In mid-January, the release of Ubuntu builds for Nexus owners is promised so that anyone will be able to install the OS themselves (apparently a beta version for now). The plans are to make the platform available for other devices with an unlocked boot loader.
The min requirements for the platform will be:
- A single-core 1-GHz Cortex A9processor;
- 512 MB of RAM;
- 4-8 GB of flash memory;
- Multi-touch screen.
Also more powerful Ubuntu smartphones may become the main desktop to connect to a monitor. For such devices minimum requirements are:
- 4-core Cortex A9 or Intel Atom processor;
- More than 32 GB of flash memory + memory card support SD;
- More than 1 GB of RAM;
- Multi-touch screen.
Ubuntu is unique in the fact that manufacturers and mobile operators will be able to combine a phone and a PC and in a powerful Superphone. Currently, no company has declared a support of the OS and plans to bring it to market.
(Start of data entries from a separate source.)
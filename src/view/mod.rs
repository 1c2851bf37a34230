//! Display view models
//!
//! Pure transformations from payloads to what a screen shows. Nothing here
//! performs I/O except [`ScheduleController`], which owns a pull request.

pub mod leaderboard;
pub mod pull;
pub mod render;
pub mod schedule;
pub mod session;

pub use leaderboard::{GapSource, Leaderboard, LeaderboardRow};
pub use pull::{PullView, Ticket};
pub use schedule::{RaceSchedule, ScheduleController, ScheduleEntry, ScheduleStatus, ScheduleView};
pub use session::{SessionSummary, SessionView};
However, the founder of Canonical and the Ubuntu Development Manager Mark Shuttleworth said that according to his expectations at least one well-known manufacturer will present the device this year.
However, the launch of the first smartphones, initially working on Ubuntu, is better to expect at the beginning of 2014. The official site reports that the OS will be ready for the launch in the last quarter of 2013.